[Task objective]
You are asked to filter the data below and copy every line holding "Signal".

[Material provided]
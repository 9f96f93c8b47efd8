//! REPL (Read-Eval-Print Loop) for the interactive hub

use super::command::{DEFAULT_SAVE_PATH, HubCommand};
use crate::output::formatter::OutputFormatter;
use crate::progress::reporter::ProgressReporter;
use colored::Colorize;
use neuralcore_application::{
    AttachError, HubController, LookupProgressNotifier, NoProgress, SaveOutcome, SubmitOutcome,
};
use neuralcore_domain::{Completion, Rejection, ToolId, ToolRegistry};
use reedline::{DefaultPrompt, DefaultPromptSegment, FileBackedHistory, Reedline, Signal};
use std::io;
use std::path::{Path, PathBuf};
use tracing::{debug, warn};

const HISTORY_CAPACITY: usize = 1000;

/// What the loop should do after a command
#[derive(Debug, Clone, PartialEq, Eq)]
pub enum Flow {
    /// Print the text (if any) and read the next line
    Continue(String),
    Quit,
}

/// Interactive hub REPL
pub struct HubRepl {
    controller: HubController,
    formatter: Box<dyn OutputFormatter>,
    progress: Box<dyn LookupProgressNotifier>,
    history_path: Option<PathBuf>,
    save_path: PathBuf,
}

impl HubRepl {
    pub fn new(controller: HubController, formatter: Box<dyn OutputFormatter>) -> Self {
        Self {
            controller,
            formatter,
            progress: Box::new(ProgressReporter::new()),
            history_path: None,
            save_path: PathBuf::from(DEFAULT_SAVE_PATH),
        }
    }

    /// Set whether to show a spinner while lookups run
    pub fn with_progress(mut self, show: bool) -> Self {
        self.progress = if show {
            Box::new(ProgressReporter::new())
        } else {
            Box::new(NoProgress)
        };
        self
    }

    pub fn with_history(mut self, path: Option<PathBuf>) -> Self {
        self.history_path = path;
        self
    }

    /// Target for a bare `/save`
    pub fn with_save_path(mut self, path: PathBuf) -> Self {
        self.save_path = path;
        self
    }

    /// Run the interactive REPL
    pub async fn run(&mut self) -> io::Result<()> {
        let mut editor = self.editor();
        self.print_welcome();

        loop {
            let prompt = DefaultPrompt::new(
                DefaultPromptSegment::Basic(self.prompt_label()),
                DefaultPromptSegment::Empty,
            );

            match editor.read_line(&prompt) {
                Ok(Signal::Success(line)) => match HubCommand::parse(&line) {
                    Ok(Some(command)) => match self.dispatch(command).await {
                        Flow::Continue(text) => {
                            if !text.is_empty() {
                                println!("{}", text);
                            }
                        }
                        Flow::Quit => break,
                    },
                    Ok(None) => continue,
                    Err(e) => println!("{}", e.to_string().yellow()),
                },
                Ok(Signal::CtrlD) => break,
                Ok(_) => {
                    println!("^C");
                    continue;
                }
                Err(e) => {
                    eprintln!("Error: {}", e);
                    return Err(e);
                }
            }
        }

        println!("Bye!");
        Ok(())
    }

    fn editor(&self) -> Reedline {
        let editor = Reedline::create();
        match self.history_path.as_deref().and_then(Self::history) {
            Some(history) => editor.with_history(Box::new(history)),
            None => editor,
        }
    }

    /// File-backed history at `path`, or `None` (with a warning) if it cannot be opened.
    fn history(path: &Path) -> Option<FileBackedHistory> {
        if let Some(parent) = path.parent() {
            if let Err(e) = std::fs::create_dir_all(parent) {
                warn!("History disabled ({}): {}", parent.display(), e);
                return None;
            }
        }
        match FileBackedHistory::with_file(HISTORY_CAPACITY, path.to_path_buf()) {
            Ok(history) => Some(history),
            Err(e) => {
                warn!("History disabled ({}): {}", path.display(), e);
                None
            }
        }
    }

    fn prompt_label(&self) -> String {
        match self.controller.state().active() {
            Some(ToolId::Visual) => {
                format!("visual:{}", self.controller.state().visual_mode())
            }
            Some(tool) => tool.to_string(),
            None => "hub".to_string(),
        }
    }

    /// Apply one command to the hub and render the result.
    pub async fn dispatch(&mut self, command: HubCommand) -> Flow {
        debug!(?command, "Dispatching hub command");
        let text = match command {
            HubCommand::Quit => return Flow::Quit,
            HubCommand::Help => Self::help(),
            HubCommand::Catalog => self.formatter.catalog(),
            HubCommand::Use(tool) => {
                self.controller.select(tool);
                self.show()
            }
            HubCommand::Back => {
                self.controller.back_to_catalog();
                self.formatter.catalog()
            }
            HubCommand::Show => self.show(),
            HubCommand::Mode(mode) => match self.controller.set_visual_mode(mode) {
                Ok(()) => format!("Visual mode: {}", mode.label()),
                Err(rejection) => self.rejection(rejection),
            },
            HubCommand::Save(path) => {
                let target = path.unwrap_or_else(|| self.save_path.clone());
                self.save(&target)
            }
            HubCommand::Submit(text) => self.submit(text).await,
        };
        Flow::Continue(text)
    }

    async fn submit(&mut self, text: String) -> String {
        match self.controller.state().active() {
            None => return self.rejection(Rejection::NoActiveTool),
            Some(ToolId::Visual) => {
                match self.controller.attach_image(Path::new(&text)) {
                    Ok(()) => {}
                    Err(AttachError::Rejected(rejection)) => return self.rejection(rejection),
                    Err(e) => return self.formatter.failure(ToolId::Visual, &e.to_string()),
                }
            }
            Some(_) => {
                if let Err(rejection) = self.controller.edit(text) {
                    return self.rejection(rejection);
                }
            }
        }

        match self.controller.submit(self.progress.as_ref()).await {
            SubmitOutcome::Completed(Completion::Stored(_)) => self.show(),
            SubmitOutcome::Completed(Completion::Failed { tool, message }) => {
                self.formatter.failure(tool, &message)
            }
            SubmitOutcome::Completed(Completion::Stale(_)) => String::new(),
            SubmitOutcome::Rejected(rejection) => self.rejection(rejection),
        }
    }

    fn save(&self, path: &Path) -> String {
        match self.controller.save_processed_image(path) {
            Ok(SaveOutcome::Saved) => format!("Saved processed image to {}", path.display()),
            Ok(SaveOutcome::NothingProduced) => {
                "No processed image to save. Run a background removal first.".to_string()
            }
            Err(e) => self.formatter.failure(ToolId::Visual, &e.to_string()),
        }
    }

    /// Active tool's result, its last error, or its idle card.
    fn show(&self) -> String {
        let state = self.controller.state();
        let Some(tool) = state.active() else {
            return self.formatter.catalog();
        };
        if let Some(message) = state.error() {
            return self.formatter.failure(tool, message);
        }
        match state.active_result() {
            Some(view) => self.formatter.record(view),
            None => self.formatter.idle(ToolRegistry::descriptor(tool)),
        }
    }

    fn rejection(&self, rejection: Rejection) -> String {
        match (rejection, self.controller.state().active()) {
            (Rejection::NoActiveTool, _) | (_, None) => {
                "Select a tool first with /use <tool> (see /tools).".to_string()
            }
            (Rejection::Invalid(e), Some(tool)) => self.formatter.failure(tool, &e.user_message()),
            (other, Some(tool)) => self.formatter.failure(tool, &other.to_string()),
        }
    }

    fn print_welcome(&self) {
        println!();
        println!("╭─────────────────────────────────────────────╮");
        println!("│            NeuralCore - Agent Hub           │");
        println!("╰─────────────────────────────────────────────╯");
        println!();
        println!("{}", self.formatter.catalog());
        println!("Type /use <tool> to start, /help for commands.");
        println!();
    }

    fn help() -> String {
        [
            "Commands:",
            "  /tools, /catalog     - List the tools",
            "  /use <tool>          - Activate a tool (gst, ifsc, instagram, news, visual)",
            "  /back                - Return to the catalog",
            "  /mode <ocr|bg-remove> - Switch the visual mode",
            "  /show                - Show the active tool's last result",
            "  /save [path]         - Write the background-removed PNG",
            "  /help, /h            - Show this help",
            "  /quit, /exit, /q     - Exit",
            "",
            "Any other line is input for the active tool.",
            "For the visual tool, enter the path of an image file.",
        ]
        .join("\n")
    }
}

[Task answer]
use reedline::{DefaultPrompt, DefaultPromptSegment, FileBackedHistory, Reedline, Signal};
                Ok(Signal::Success(line)) => match HubCommand::parse(&line) {
                Ok(Signal::CtrlD) => break,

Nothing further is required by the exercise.